Within days of the downgrade on October 17, CARE, the rating firm, withdrew the ratings after a request by the company and a no-objection certificat­e was issued by the banks.

According to a banking source, the downgrade has raised questions about the viability of repayment of the loan. “The existing bankers to Ruchi are again giving a loan for the acquisitio­n by Patanjali. This fresh loan is being given after taking a haircut. Ideally, the fresh funding should come from a new lot of banks or overseas lenders. The matters may get complicate­d if the account were to again go bad,” the source close to the developmen­t said.

According to Patanjali’s plan, the banks would take a 65 per cent haircut on Ruchi Soya’s ~12,100-crore dues. Of the ~4,350-crore offer, banks will get ~4,240 crore of their dues and another ~110 crore is to be invested in Ruchi Soya’s expansion post-merger.

Despite sanctionin­g the loans, bankers are worried whether to disburse the loan because of absence of an investment grade rating. While placing the ratings of group flagship Patanjali Ayurved on ‘credit watch with developing implicatio­ns’, Care said Ruchi Soya acquisitio­n constitute­d 151 per cent of its net worth as of March 31, 2019.

Besides, Care said Patanjali Ayurved was not expected to provide a corporate guarantee or letter of comfort for the debt that was being raised to fund Ruchi Soya acquisitio­n. “The funding pattern of raising ~900 crore to be infused into the special purpose vehicle (SPV) by Patanjali for acquisitio­n of Ruchi Soya remains to be seen. The SPV is in the process of obtaining final sanctions for raising debt from banks to fund the acquisitio­n of Ruchi Soya,” CARE said on October 17. This rating was withdrawn on October 24.
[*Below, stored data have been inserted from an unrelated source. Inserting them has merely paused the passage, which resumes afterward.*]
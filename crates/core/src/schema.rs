//! Schema metadata and DDL rendering
//!
//! The metadata here is what a [`Session`](crate::traits::Session) reports for
//! a keyspace. `as_cql` renders it back as replayable DDL: every statement is
//! terminated by `;` at the end of its last line and no earlier line ends with
//! `;`, so the statement log reader can split it.

use std::collections::{BTreeMap, HashSet};

use crate::column_type::ColumnType;
use crate::cql::{qualified_name, quote_identifier, quote_string};

/// Role of a column within its table
#[derive(Debug, Clone, Copy, PartialEq, Eq, Hash, PartialOrd, Ord)]
pub enum ColumnKind {
    /// Part of the partition key
    PartitionKey,
    /// Part of the clustering key
    Clustering,
    /// Static column (one value per partition)
    Static,
    /// Regular column
    Regular,
}

impl ColumnKind {
    /// Parse the `system_schema.columns.kind` spelling
    pub fn from_schema(kind: &str) -> Option<Self> {
        match kind {
            "partition_key" => Some(ColumnKind::PartitionKey),
            "clustering" => Some(ColumnKind::Clustering),
            "static" => Some(ColumnKind::Static),
            "regular" => Some(ColumnKind::Regular),
            _ => None,
        }
    }

    /// Whether the column is part of the primary key
    pub fn is_key(&self) -> bool {
        matches!(self, ColumnKind::PartitionKey | ColumnKind::Clustering)
    }
}

/// Clustering order of a clustering column
#[derive(Debug, Clone, Copy, PartialEq, Eq, Hash, Default)]
pub enum ClusteringOrder {
    /// Not a clustering column
    #[default]
    None,
    /// Ascending
    Asc,
    /// Descending
    Desc,
}

impl ClusteringOrder {
    /// Parse the `system_schema.columns.clustering_order` spelling
    pub fn from_schema(order: &str) -> Self {
        match order.to_ascii_lowercase().as_str() {
            "asc" => ClusteringOrder::Asc,
            "desc" => ClusteringOrder::Desc,
            _ => ClusteringOrder::None,
        }
    }
}

/// One column of a table
#[derive(Debug, Clone, PartialEq, Eq)]
pub struct ColumnMetadata {
    /// Column name, unique within the table
    pub name: String,
    /// Declared type
    pub column_type: ColumnType,
    /// Key role
    pub kind: ColumnKind,
    /// Position within the partition or clustering key (0 for other columns)
    pub position: i32,
    /// Clustering order (clustering columns only)
    pub clustering_order: ClusteringOrder,
}

impl ColumnMetadata {
    /// A regular column
    pub fn regular(name: impl Into<String>, column_type: ColumnType) -> Self {
        ColumnMetadata {
            name: name.into(),
            column_type,
            kind: ColumnKind::Regular,
            position: 0,
            clustering_order: ClusteringOrder::None,
        }
    }

    /// A partition key column at `position`
    pub fn partition_key(name: impl Into<String>, column_type: ColumnType, position: i32) -> Self {
        ColumnMetadata {
            kind: ColumnKind::PartitionKey,
            position,
            ..ColumnMetadata::regular(name, column_type)
        }
    }

    /// A clustering column at `position`
    pub fn clustering(
        name: impl Into<String>,
        column_type: ColumnType,
        position: i32,
        order: ClusteringOrder,
    ) -> Self {
        ColumnMetadata {
            kind: ColumnKind::Clustering,
            position,
            clustering_order: order,
            ..ColumnMetadata::regular(name, column_type)
        }
    }

    /// A static column
    pub fn static_column(name: impl Into<String>, column_type: ColumnType) -> Self {
        ColumnMetadata {
            kind: ColumnKind::Static,
            ..ColumnMetadata::regular(name, column_type)
        }
    }

    /// Whether the column type is `counter`
    pub fn is_counter(&self) -> bool {
        self.column_type.is_counter()
    }
}

/// Flavor of a secondary index
#[derive(Debug, Clone, PartialEq, Eq)]
pub enum IndexKind {
    /// Regular secondary index
    Composites,
    /// Legacy thrift KEYS index
    Keys,
    /// Custom index implemented by `class_name`
    Custom {
        /// Implementing class
        class_name: String,
    },
}

/// A secondary index on a table
#[derive(Debug, Clone, PartialEq, Eq)]
pub struct IndexMetadata {
    /// Index name
    pub name: String,
    /// Target expression as stored, e.g. `name` or `keys(attrs)`
    pub target: String,
    /// Index flavor
    pub kind: IndexKind,
}

/// A table ("column family")
#[derive(Debug, Clone, PartialEq, Eq)]
pub struct TableMetadata {
    /// Owning keyspace
    pub keyspace: String,
    /// Table name
    pub name: String,
    /// Columns in declaration order: partition key, clustering, then the rest
    pub columns: Vec<ColumnMetadata>,
    /// Table options as `name -> CQL literal`, rendered after `WITH`
    pub options: BTreeMap<String, String>,
    /// Secondary indexes
    pub indexes: Vec<IndexMetadata>,
}

impl TableMetadata {
    /// Create a table with no columns
    pub fn new(keyspace: impl Into<String>, name: impl Into<String>) -> Self {
        TableMetadata {
            keyspace: keyspace.into(),
            name: name.into(),
            columns: Vec::new(),
            options: BTreeMap::new(),
            indexes: Vec::new(),
        }
    }

    /// Add a column (builder pattern). Columns are re-sorted on every add.
    pub fn with_column(mut self, column: ColumnMetadata) -> Self {
        self.add_column(column);
        self
    }

    /// Add a column, keeping declaration order
    pub fn add_column(&mut self, column: ColumnMetadata) {
        self.columns.push(column);
        self.sort_columns();
    }

    /// Put columns in the order `SELECT *` returns them: partition key and
    /// clustering columns by position, then static and regular columns by name.
    pub fn sort_columns(&mut self) {
        self.columns.sort_by(|a, b| {
            let rank = |c: &ColumnMetadata| match c.kind {
                ColumnKind::PartitionKey => 0,
                ColumnKind::Clustering => 1,
                ColumnKind::Static | ColumnKind::Regular => 2,
            };
            rank(a)
                .cmp(&rank(b))
                .then_with(|| {
                    if a.kind.is_key() {
                        a.position.cmp(&b.position)
                    } else {
                        a.name.cmp(&b.name)
                    }
                })
        });
    }

    /// Look up a column by name
    pub fn column(&self, name: &str) -> Option<&ColumnMetadata> {
        self.columns.iter().find(|c| c.name == name)
    }

    /// Partition key columns, by position
    pub fn partition_key(&self) -> impl Iterator<Item = &ColumnMetadata> {
        self.columns
            .iter()
            .filter(|c| c.kind == ColumnKind::PartitionKey)
    }

    /// Clustering columns, by position
    pub fn clustering_columns(&self) -> impl Iterator<Item = &ColumnMetadata> {
        self.columns.iter().filter(|c| c.kind == ColumnKind::Clustering)
    }

    /// Names of the counter columns
    pub fn counter_columns(&self) -> Vec<&str> {
        self.columns
            .iter()
            .filter(|c| c.is_counter())
            .map(|c| c.name.as_str())
            .collect()
    }

    /// Whether any column is a counter
    pub fn is_counter_table(&self) -> bool {
        self.columns.iter().any(|c| c.is_counter())
    }

    /// `CREATE TABLE` followed by one `CREATE INDEX` per index
    pub fn as_cql(&self) -> String {
        let mut out = self.create_table_cql();
        for index in &self.indexes {
            out.push('\n');
            out.push_str(&self.create_index_cql(index));
        }
        out
    }

    fn create_table_cql(&self) -> String {
        let mut out = format!(
            "CREATE TABLE {} (\n",
            qualified_name(&self.keyspace, &self.name)
        );
        for column in &self.columns {
            out.push_str("    ");
            out.push_str(&quote_identifier(&column.name));
            out.push(' ');
            out.push_str(&column.column_type.to_string());
            if column.kind == ColumnKind::Static {
                out.push_str(" static");
            }
            out.push_str(",\n");
        }
        out.push_str("    PRIMARY KEY (");
        let partition: Vec<String> = self
            .partition_key()
            .map(|c| quote_identifier(&c.name))
            .collect();
        if partition.len() == 1 {
            out.push_str(&partition[0]);
        } else {
            out.push('(');
            out.push_str(&partition.join(", "));
            out.push(')');
        }
        for c in self.clustering_columns() {
            out.push_str(", ");
            out.push_str(&quote_identifier(&c.name));
        }
        out.push_str(")\n)");

        let mut clauses = Vec::new();
        let ordering: Vec<String> = self
            .clustering_columns()
            .map(|c| {
                let dir = if c.clustering_order == ClusteringOrder::Desc {
                    "DESC"
                } else {
                    "ASC"
                };
                format!("{} {}", quote_identifier(&c.name), dir)
            })
            .collect();
        if self
            .clustering_columns()
            .any(|c| c.clustering_order == ClusteringOrder::Desc)
        {
            clauses.push(format!("CLUSTERING ORDER BY ({})", ordering.join(", ")));
        }
        for (name, literal) in &self.options {
            clauses.push(format!("{} = {}", name, literal));
        }
        if !clauses.is_empty() {
            out.push_str(" WITH ");
            out.push_str(&clauses.join("\n    AND "));
        }
        out.push(';');
        out
    }

    fn create_index_cql(&self, index: &IndexMetadata) -> String {
        let table = qualified_name(&self.keyspace, &self.name);
        match &index.kind {
            IndexKind::Custom { class_name } => format!(
                "CREATE CUSTOM INDEX {} ON {} ({}) USING {};",
                quote_identifier(&index.name),
                table,
                index.target,
                quote_string(class_name)
            ),
            IndexKind::Composites | IndexKind::Keys => format!(
                "CREATE INDEX {} ON {} ({});",
                quote_identifier(&index.name),
                table,
                index.target
            ),
        }
    }
}

/// A user-defined type
#[derive(Debug, Clone, PartialEq, Eq)]
pub struct UserType {
    /// Owning keyspace
    pub keyspace: String,
    /// Type name
    pub name: String,
    /// Fields in declaration order
    pub fields: Vec<(String, ColumnType)>,
}

impl UserType {
    /// `CREATE TYPE` statement
    pub fn as_cql(&self) -> String {
        let fields: Vec<String> = self
            .fields
            .iter()
            .map(|(name, t)| format!("    {} {}", quote_identifier(name), t))
            .collect();
        format!(
            "CREATE TYPE {} (\n{}\n);",
            qualified_name(&self.keyspace, &self.name),
            fields.join(",\n")
        )
    }
}

fn collect_udt_names<'a>(t: &'a ColumnType, out: &mut Vec<&'a str>) {
    match t {
        ColumnType::UserDefined { name, .. } => out.push(name),
        ColumnType::List(inner) | ColumnType::Set(inner) | ColumnType::Frozen(inner) => {
            collect_udt_names(inner, out)
        }
        ColumnType::Map(k, v) => {
            collect_udt_names(k, out);
            collect_udt_names(v, out);
        }
        ColumnType::Tuple(items) => items.iter().for_each(|i| collect_udt_names(i, out)),
        _ => {}
    }
}

/// A keyspace with everything it contains
#[derive(Debug, Clone, PartialEq, Eq)]
pub struct KeyspaceMetadata {
    /// Keyspace name
    pub name: String,
    /// Replication options, e.g. `class -> SimpleStrategy`
    pub replication: BTreeMap<String, String>,
    /// Whether commit log writes are enabled
    pub durable_writes: bool,
    /// User-defined types
    pub user_types: Vec<UserType>,
    /// Tables, sorted by name
    pub tables: Vec<TableMetadata>,
}

impl KeyspaceMetadata {
    /// A keyspace with `SimpleStrategy` replication
    pub fn simple(name: impl Into<String>, replication_factor: u32) -> Self {
        let mut replication = BTreeMap::new();
        replication.insert(
            "class".to_string(),
            "org.apache.cassandra.locator.SimpleStrategy".to_string(),
        );
        replication.insert(
            "replication_factor".to_string(),
            replication_factor.to_string(),
        );
        KeyspaceMetadata {
            name: name.into(),
            replication,
            durable_writes: true,
            user_types: Vec::new(),
            tables: Vec::new(),
        }
    }

    /// Look up a table by name
    pub fn table(&self, name: &str) -> Option<&TableMetadata> {
        self.tables.iter().find(|t| t.name == name)
    }

    /// Add a table, keeping tables sorted by name
    pub fn add_table(&mut self, table: TableMetadata) {
        self.tables.retain(|t| t.name != table.name);
        self.tables.push(table);
        self.tables.sort_by(|a, b| a.name.cmp(&b.name));
    }

    /// `CREATE KEYSPACE` only
    pub fn create_keyspace_cql(&self) -> String {
        let replication: Vec<String> = self
            .replication
            .iter()
            .map(|(k, v)| format!("{}: {}", quote_string(k), quote_string(v)))
            .collect();
        format!(
            "CREATE KEYSPACE {} WITH replication = {{{}}} AND durable_writes = {};",
            quote_identifier(&self.name),
            replication.join(", "),
            self.durable_writes
        )
    }

    /// User types in an order where every type follows the types it uses
    pub fn user_types_in_dependency_order(&self) -> Vec<&UserType> {
        let mut emitted: HashSet<&str> = HashSet::new();
        let mut ordered = Vec::with_capacity(self.user_types.len());
        let mut remaining: Vec<&UserType> = self.user_types.iter().collect();
        while !remaining.is_empty() {
            let before = remaining.len();
            remaining.retain(|ut| {
                let ut: &UserType = *ut;
                let mut deps: Vec<&str> = Vec::new();
                for (_, t) in &ut.fields {
                    collect_udt_names(t, &mut deps);
                }
                let ready = deps
                    .iter()
                    .filter(|d| self.user_types.iter().any(|u| u.name == **d))
                    .all(|d| emitted.contains(*d));
                if ready {
                    emitted.insert(ut.name.as_str());
                    ordered.push(ut);
                    false
                } else {
                    true
                }
            });
            if remaining.len() == before {
                // cyclic or dangling references: keep declaration order
                ordered.extend(remaining.drain(..));
            }
        }
        ordered
    }

    /// Full keyspace DDL: keyspace, types, tables and their indexes,
    /// separated by blank lines
    pub fn as_cql(&self) -> String {
        let mut parts = vec![self.create_keyspace_cql()];
        for ut in self.user_types_in_dependency_order() {
            parts.push(ut.as_cql());
        }
        for table in &self.tables {
            parts.push(table.as_cql());
        }
        parts.join("\n\n")
    }
}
In July, the National Company Law Tribunal (NCLT) had cleared Patanjali’s plan to acquire Ruchi Soya. But in October, both CARE Ratings and Brickwork Ratings downgraded Patanjali Ayurved’s debt citing moderation in its interest coverage ratios and debt protection metrics owing to increased finance costs during FY19.
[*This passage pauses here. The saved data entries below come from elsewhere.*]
//! Progress dots
//!
//! One `.` per [`DOT_EVERY`] units of work, and a closing newline when a block
//! printed at least one full line's worth. Output goes to stdout unless the
//! run is quiet. Write failures are ignored; progress is cosmetic.

use std::io::Write;

use cqldump_core::limits::DOT_EVERY;

/// Dot printer for one run
pub struct Progress {
    sink: Option<Box<dyn Write + Send>>,
    every: u64,
    count: u64,
}

impl Progress {
    /// Progress on stdout, or nothing when `quiet`
    pub fn new(quiet: bool) -> Self {
        if quiet {
            Progress::hidden()
        } else {
            Progress::to_writer(Box::new(std::io::stdout()))
        }
    }

    /// Progress that prints nothing
    pub fn hidden() -> Self {
        Progress {
            sink: None,
            every: DOT_EVERY,
            count: 0,
        }
    }

    /// Progress written to `sink`
    pub fn to_writer(sink: Box<dyn Write + Send>) -> Self {
        Progress {
            sink: Some(sink),
            every: DOT_EVERY,
            count: 0,
        }
    }

    /// Change the dot interval (builder pattern)
    pub fn with_interval(mut self, every: u64) -> Self {
        self.every = every.max(1);
        self
    }

    /// Count one unit of work
    pub fn tick(&mut self) {
        self.count += 1;
        if self.count % self.every == 0 {
            self.emit(".");
        }
    }

    /// Units counted in the current block
    pub fn count(&self) -> u64 {
        self.count
    }

    /// Close the current block and start counting from zero
    pub fn end_block(&mut self) {
        if self.count > self.every {
            self.emit("\n");
        }
        self.count = 0;
    }

    fn emit(&mut self, text: &str) {
        if let Some(sink) = self.sink.as_mut() {
            let _ = sink.write_all(text.as_bytes());
            let _ = sink.flush();
        }
    }
}
//! Native protocol connection
//!
//! One connection, one request in flight. Requests carry increasing stream
//! ids; frames for other streams (server events) are skipped.
//!
//! # Handshake
//!
//! ```text
//! STARTUP {CQL_VERSION: 3.0.0}  ->  READY
//!                               ->  AUTHENTICATE <class>
//! AUTH_RESPONSE \0user\0pass    ->  AUTH_SUCCESS
//! ```

use std::io::{ErrorKind, Read, Write};
use std::net::{TcpStream, ToSocketAddrs};

use cqldump_core::{ConsistencyLevel, Error, Result};
use tracing::{debug, info};

use crate::codec::BodyWriter;
use crate::frame::{Frame, FrameError, Opcode};
use crate::options::ConnectOptions;
use crate::response::{QueryResult, Response};

/// CQL version announced in STARTUP
pub const CQL_VERSION: &str = "3.0.0";

const QUERY_FLAG_PAGE_SIZE: u8 = 0x04;
const QUERY_FLAG_PAGING_STATE: u8 = 0x08;

/// A handshaken connection over any byte transport
pub struct Connection<T: Read + Write = TcpStream> {
    transport: T,
    next_stream: i16,
}

impl Connection<TcpStream> {
    /// Connect to the first reachable address of `options.host`
    pub fn open(options: &ConnectOptions) -> Result<Self> {
        let addrs = (options.host.as_str(), options.port)
            .to_socket_addrs()
            .map_err(|e| Error::Connection(format!("can't resolve {}: {}", options.host, e)))?;

        let mut last_error = None;
        for addr in addrs {
            debug!(%addr, "Connecting");
            match TcpStream::connect_timeout(&addr, options.connect_timeout()) {
                Ok(stream) => {
                    stream.set_read_timeout(Some(options.request_timeout()))?;
                    stream.set_write_timeout(Some(options.request_timeout()))?;
                    stream.set_nodelay(true)?;
                    let mut connection = Connection::new(stream);
                    connection.startup(options.credentials())?;
                    info!(%addr, "Connected");
                    return Ok(connection);
                }
                Err(e) => last_error = Some(e),
            }
        }
        Err(Error::Connection(match last_error {
            Some(e) => format!("can't connect to {}:{}: {}", options.host, options.port, e),
            None => format!("no address for {}", options.host),
        }))
    }
}

impl<T: Read + Write> Connection<T> {
    /// Wrap a transport; no handshake yet
    pub fn new(transport: T) -> Self {
        Connection {
            transport,
            next_stream: 1,
        }
    }

    /// Underlying transport
    pub fn transport(&self) -> &T {
        &self.transport
    }

    /// STARTUP, plus password authentication when the server asks for it
    pub fn startup(&mut self, credentials: Option<(&str, &str)>) -> Result<()> {
        let mut body = BodyWriter::new();
        body.string_map(&[("CQL_VERSION", CQL_VERSION)]);
        match self.request(Opcode::Startup, body.into_bytes())? {
            Response::Ready => Ok(()),
            Response::Authenticate(class) => {
                let Some((user, password)) = credentials else {
                    return Err(Error::configuration(format!(
                        "server requires authentication ({}); set --protocol-version, --username and --password",
                        class
                    )));
                };
                debug!(authenticator = %class, "Authenticating");
                let mut token = Vec::with_capacity(user.len() + password.len() + 2);
                token.push(0);
                token.extend_from_slice(user.as_bytes());
                token.push(0);
                token.extend_from_slice(password.as_bytes());
                let mut body = BodyWriter::new();
                body.bytes(Some(token.as_slice()));
                match self.request(Opcode::AuthResponse, body.into_bytes())? {
                    Response::AuthSuccess => Ok(()),
                    other => Err(unexpected("AUTH_RESPONSE", &other)),
                }
            }
            other => Err(unexpected("STARTUP", &other)),
        }
    }

    /// Run one QUERY and return its result
    ///
    /// `page_size` asks for paged rows; `paging_state` continues a previous
    /// page.
    pub fn query(
        &mut self,
        cql: &str,
        consistency: ConsistencyLevel,
        page_size: Option<i32>,
        paging_state: Option<&[u8]>,
    ) -> Result<QueryResult> {
        let mut flags = 0u8;
        if page_size.is_some() {
            flags |= QUERY_FLAG_PAGE_SIZE;
        }
        if paging_state.is_some() {
            flags |= QUERY_FLAG_PAGING_STATE;
        }
        let mut body = BodyWriter::new();
        body.long_string(cql).short(consistency.code()).byte(flags);
        if let Some(size) = page_size {
            body.int(size);
        }
        if let Some(state) = paging_state {
            body.bytes(Some(state));
        }
        match self.request(Opcode::Query, body.into_bytes())? {
            Response::Result(result) => Ok(result),
            other => Err(unexpected("QUERY", &other)),
        }
    }

    /// Send a request and wait for its response; server errors become
    /// [`Error::Server`]
    fn request(&mut self, opcode: Opcode, body: Vec<u8>) -> Result<Response> {
        let stream = self.next_stream;
        self.next_stream = if stream == i16::MAX { 1 } else { stream + 1 };

        Frame::request(stream, opcode, body)
            .write_to(&mut self.transport)
            .map_err(transport_error)?;
        loop {
            let frame = Frame::read_from(&mut self.transport).map_err(|e| match e {
                FrameError::Io(e) => transport_error(e),
                invalid => invalid.into(),
            })?;
            if frame.stream != stream {
                debug!(stream = frame.stream, opcode = ?frame.opcode, "Skipping frame");
                continue;
            }
            return match Response::decode(&frame)? {
                Response::Error { code, message } => Err(Error::Server { code, message }),
                response => Ok(response),
            };
        }
    }
}

fn transport_error(e: std::io::Error) -> Error {
    match e.kind() {
        ErrorKind::WouldBlock | ErrorKind::TimedOut => {
            Error::Connection("request timed out".to_string())
        }
        _ => Error::Connection(e.to_string()),
    }
}

fn unexpected(request: &str, response: &Response) -> Error {
    Error::Protocol(format!("unexpected response to {}: {:?}", request, response))
}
A Patanjali Ayurved spokespers­on was not available for comment on Tuesday. Patanjali is planning to acquire Ruchi Soya via a new SPV called, Patanjali Consortium Adhigrahan (PCAPL) and will merge it with Ruchi Soya after the acquisitio­n. The shareholde­rs of PCAPL will get one share of Ruchi Soya for each that they hold in the former.

Patanjali will infuse ~1,105 crore in PCAPL as promoter contributi­on towards acquisitio­n of Ruchi Soya and also proposes to raise new borrowings of ~3,233 crore in PCAPL. The funds infusion from Patanjali Ayurved in the SPV will be as NCDS and preference shares aggregatin­g ~900 crore. The group was to further infuse ~205 crore as equity.

Patanjali has already paid ~50 crore towards earnest money deposit and an additional ~150 crore was paid towards performanc­e deposit as part of the NCLT process as equity infusion. According to the rating firms, overall gearing of Patanjali will rise if it takes on more debt. It may affect the capital structure and debt coverage indicators and is critical for the credit profile of Patanjali Ayurved, the rating firm said.